Among the entries below, find every line that contains the string "this", then copy it.

Records contained in a dataset

════════════════

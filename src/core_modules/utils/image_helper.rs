pub mod image_helper {
    use crate::error::GameError;
    use image::{Rgba, RgbaImage, imageops};

    /// Wraps a raw RGBA buffer (4 bytes per pixel, row-major) as a frame.
    pub fn rgba_frame(width: u32, height: u32, buffer: Vec<u8>) -> Result<RgbaImage, GameError> {
        let expected = width as usize * height as usize * 4;
        let actual = buffer.len();
        if actual != expected {
            return Err(GameError::FrameBufferSize { expected, actual });
        }
        RgbaImage::from_raw(width, height, buffer).ok_or(GameError::FrameBufferSize { expected, actual })
    }

    /// Flips the frame left to right so the player sees a mirror image.
    pub fn mirror(frame: &RgbaImage) -> RgbaImage {
        imageops::flip_horizontal(frame)
    }

    /// Halves the brightness of every color channel, keeping alpha.
    pub fn dim(frame: &RgbaImage) -> RgbaImage {
        let mut dimmed = frame.clone();
        for Rgba([r, g, b, _]) in dimmed.pixels_mut() {
            *r /= 2;
            *g /= 2;
            *b /= 2;
        }
        dimmed
    }
}
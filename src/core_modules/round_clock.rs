// THEORY:
// The `RoundClock` bounds a round in wall-clock time. It is a two-state machine:
// `Running` until the round duration has elapsed, then `Finished` forever. The
// clock never reads the system time itself; the caller passes `now` on every
// tick, which keeps the whole game deterministic under test.

use std::time::{Duration, Instant};

/// Length of one round.
pub const ROUND_DURATION: Duration = Duration::from_secs(30);

#[derive(Debug, Clone, Copy, PartialEq, Eq)]
pub enum ClockState {
    Running,
    Finished,
}

/// What one tick of the clock observed.
#[derive(Debug, Clone, Copy, PartialEq, Eq)]
pub struct ClockReading {
    pub state: ClockState,
    pub remaining: Duration,
    /// True only on the tick that moved the clock from `Running` to `Finished`.
    pub just_finished: bool,
}

impl ClockReading {
    /// Remaining time in whole seconds, rounded up, as shown on the HUD.
    pub fn remaining_secs(&self) -> u64 {
        let secs = self.remaining.as_secs();
        if self.remaining.subsec_nanos() > 0 { secs + 1 } else { secs }
    }

    pub fn is_running(&self) -> bool {
        self.state == ClockState::Running
    }
}

#[derive(Debug, Clone)]
pub struct RoundClock {
    start: Instant,
    duration: Duration,
    state: ClockState,
}

impl RoundClock {
    pub fn start(now: Instant) -> Self {
        Self::with_duration(now, ROUND_DURATION)
    }

    pub fn with_duration(now: Instant, duration: Duration) -> Self {
        Self {
            start: now,
            duration,
            state: ClockState::Running,
        }
    }

    pub fn tick(&mut self, now: Instant) -> ClockReading {
        let remaining = self.remaining_at(now);
        let just_finished = self.state == ClockState::Running && remaining.is_zero();
        if just_finished {
            self.state = ClockState::Finished;
        }
        ClockReading {
            state: self.state,
            remaining,
            just_finished,
        }
    }

    /// Remaining time at `now`, without advancing the state.
    pub fn remaining_at(&self, now: Instant) -> Duration {
        if self.state == ClockState::Finished {
            return Duration::ZERO;
        }
        self.duration.saturating_sub(now.saturating_duration_since(self.start))
    }

    pub fn state(&self) -> ClockState {
        self.state
    }

    pub fn is_finished(&self) -> bool {
        self.state == ClockState::Finished
    }
}
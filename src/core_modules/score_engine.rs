// THEORY:
// The `ScoreEngine` is the bookkeeping layer. It receives hit verdicts (right
// color or wrong color) and turns them into points, combos and short-lived
// feedback timers. It also owns the target color the player is asked to hit.
//
// Key architectural principles:
// 1.  **Verdicts in, intents out**: A hit never plays a sound directly. It
//     returns an `AudioAlert` describing the tone, and the caller forwards it to
//     whatever audio sink the session was built with.
// 2.  **Combo-weighted scoring**: A correct hit is worth the current combo once
//     the combo reaches two, and a single point before that. A wrong hit costs a
//     point against the color that was being asked for and wipes the combo.
// 3.  **Tick-scoped feedback**: The combo banner and the red flash are driven by
//     countdown timers. `tick` reports what is visible this frame and then counts
//     the timers down, so a freshly armed timer is always shown at least once.

use crate::core_modules::ball::ball::BallColor;
use rand::Rng;

/// Ticks the combo banner stays up after a correct hit.
pub const COMBO_DISPLAY_TICKS: u32 = 30;
/// Ticks the red flash stays up after a wrong hit.
pub const WRONG_FLASH_TICKS: u32 = 6;

/// A tone request for the audio sink.
#[derive(Debug, Clone, Copy, PartialEq, Eq)]
pub struct AudioAlert {
    pub frequency_hz: u32,
    pub duration_ms: u32,
}

impl AudioAlert {
    pub const CORRECT: AudioAlert = AudioAlert {
        frequency_hz: 1200,
        duration_ms: 50,
    };
    pub const WRONG: AudioAlert = AudioAlert {
        frequency_hz: 400,
        duration_ms: 80,
    };
}

/// Per-color scores. Scores may go negative.
#[derive(Debug, Clone, Copy, PartialEq, Eq, Default)]
pub struct ColorScores {
    values: [i32; 3],
}

impl ColorScores {
    pub fn get(&self, color: BallColor) -> i32 {
        self.values[color.index()]
    }

    pub fn add(&mut self, color: BallColor, points: i32) {
        self.values[color.index()] += points;
    }

    pub fn total(&self) -> i32 {
        self.values.iter().sum()
    }

    /// Scores paired with their color, in HUD order.
    pub fn iter(&self) -> impl Iterator<Item = (BallColor, i32)> + '_ {
        BallColor::ALL.iter().map(|&color| (color, self.get(color)))
    }
}

/// The feedback visible on the current tick.
#[derive(Debug, Clone, Copy, PartialEq, Eq, Default)]
pub struct Feedback {
    /// The combo to announce, when the banner is up.
    pub combo_banner: Option<u32>,
    /// Whether the frame should be tinted red.
    pub wrong_flash: bool,
}

#[derive(Debug, Clone, PartialEq)]
pub struct ScoreEngine {
    scores: ColorScores,
    combo: u32,
    combo_timer: u32,
    wrong_flash_timer: u32,
    target: BallColor,
}

impl ScoreEngine {
    pub fn new(target: BallColor) -> Self {
        Self {
            scores: ColorScores::default(),
            combo: 0,
            combo_timer: 0,
            wrong_flash_timer: 0,
            target,
        }
    }

    /// Starts with a uniformly random target color.
    pub fn with_random_target<R: Rng + ?Sized>(rng: &mut R) -> Self {
        Self::new(rng.r#gen())
    }

    /// Applies one hit verdict. A correct hit also draws the next target, which
    /// may repeat the current one.
    pub fn on_hit<R: Rng + ?Sized>(&mut self, is_correct: bool, rng: &mut R) -> AudioAlert {
        if is_correct {
            self.combo += 1;
            self.scores.add(self.target, self.combo.max(1) as i32);
            self.combo_timer = COMBO_DISPLAY_TICKS;
            self.target = rng.r#gen();
            AudioAlert::CORRECT
        } else {
            self.scores.add(self.target, -1);
            self.combo = 0;
            self.combo_timer = 0;
            self.wrong_flash_timer = WRONG_FLASH_TICKS;
            AudioAlert::WRONG
        }
    }

    /// Reports the feedback visible this tick, then counts the timers down.
    pub fn tick(&mut self) -> Feedback {
        let feedback = Feedback {
            combo_banner: self.combo_display_active().then_some(self.combo),
            wrong_flash: self.wrong_flash_active(),
        };
        self.combo_timer = self.combo_timer.saturating_sub(1);
        self.wrong_flash_timer = self.wrong_flash_timer.saturating_sub(1);
        feedback
    }

    pub fn combo_display_active(&self) -> bool {
        self.combo_timer > 0 && self.combo >= 2
    }

    pub fn wrong_flash_active(&self) -> bool {
        self.wrong_flash_timer > 0
    }

    pub fn target(&self) -> BallColor {
        self.target
    }

    pub fn scores(&self) -> &ColorScores {
        &self.scores
    }

    pub fn combo(&self) -> u32 {
        self.combo
    }

    pub fn combo_timer(&self) -> u32 {
        self.combo_timer
    }

    pub fn wrong_flash_timer(&self) -> u32 {
        self.wrong_flash_timer
    }
}

#[cfg(test)]
mod tests {
    use super::*;
    use rand::SeedableRng;
    use rand::rngs::StdRng;

    #[test]
    fn first_correct_hit_scores_one() {
        let mut rng = StdRng::seed_from_u64(5);
        let mut engine = ScoreEngine::new(BallColor::Green);
        let alert = engine.on_hit(true, &mut rng);
        assert_eq!(alert, AudioAlert::CORRECT);
        assert_eq!(engine.scores().get(BallColor::Green), 1);
        assert_eq!(engine.combo(), 1);
        assert_eq!(engine.combo_timer(), COMBO_DISPLAY_TICKS);
    }

    #[test]
    fn combo_weighted_scoring_adds_the_combo() {
        let mut rng = StdRng::seed_from_u64(6);
        let mut engine = ScoreEngine::new(BallColor::Red);
        let mut expected = ColorScores::default();
        for k in 1..=6u32 {
            let target = engine.target();
            engine.on_hit(true, &mut rng);
            expected.add(target, k as i32);
            assert_eq!(engine.combo(), k);
            assert_eq!(*engine.scores(), expected);
        }
        assert_eq!(engine.scores().total(), 1 + 2 + 3 + 4 + 5 + 6);
    }

    #[test]
    fn wrong_hit_with_combo_three_resets_everything() {
        let mut rng = StdRng::seed_from_u64(7);
        let mut engine = ScoreEngine::new(BallColor::Blue);
        for _ in 0..3 {
            engine.on_hit(true, &mut rng);
        }
        assert_eq!(engine.combo(), 3);
        let old_target = engine.target();
        let before = engine.scores().get(old_target);

        let alert = engine.on_hit(false, &mut rng);

        assert_eq!(alert, AudioAlert::WRONG);
        assert_eq!(engine.scores().get(old_target), before - 1);
        assert_eq!(engine.target(), old_target);
        assert_eq!(engine.combo(), 0);
        assert_eq!(engine.combo_timer(), 0);
        assert_eq!(engine.wrong_flash_timer(), WRONG_FLASH_TICKS);
    }

    #[test]
    fn scores_can_go_negative() {
        let mut rng = StdRng::seed_from_u64(8);
        let mut engine = ScoreEngine::new(BallColor::Red);
        engine.on_hit(false, &mut rng);
        engine.on_hit(false, &mut rng);
        assert_eq!(engine.scores().get(BallColor::Red), -2);
        assert_eq!(engine.scores().total(), -2);
    }

    #[test]
    fn banner_needs_a_combo_of_two() {
        let mut rng = StdRng::seed_from_u64(9);
        let mut engine = ScoreEngine::new(BallColor::Red);
        engine.on_hit(true, &mut rng);
        assert_eq!(engine.tick().combo_banner, None);
        engine.on_hit(true, &mut rng);
        assert_eq!(engine.tick().combo_banner, Some(2));
    }

    #[test]
    fn timers_count_down_to_zero_and_stop() {
        let mut rng = StdRng::seed_from_u64(10);
        let mut engine = ScoreEngine::new(BallColor::Red);
        engine.on_hit(false, &mut rng);
        let flashes = (0..10).filter(|_| engine.tick().wrong_flash).count();
        assert_eq!(flashes, WRONG_FLASH_TICKS as usize);
        assert_eq!(engine.wrong_flash_timer(), 0);

        engine.on_hit(true, &mut rng);
        engine.on_hit(true, &mut rng);
        let banners = (0..40).filter(|_| engine.tick().combo_banner.is_some()).count();
        assert_eq!(banners, COMBO_DISPLAY_TICKS as usize);
        assert_eq!(engine.combo_timer(), 0);
        assert_eq!(engine.combo(), 2);
    }
}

════════════════

• **Solved problem**:
//     countdown timers. `tick` reports what is visible this frame and then counts
    /// Reports the feedback visible this tick, then counts the timers down.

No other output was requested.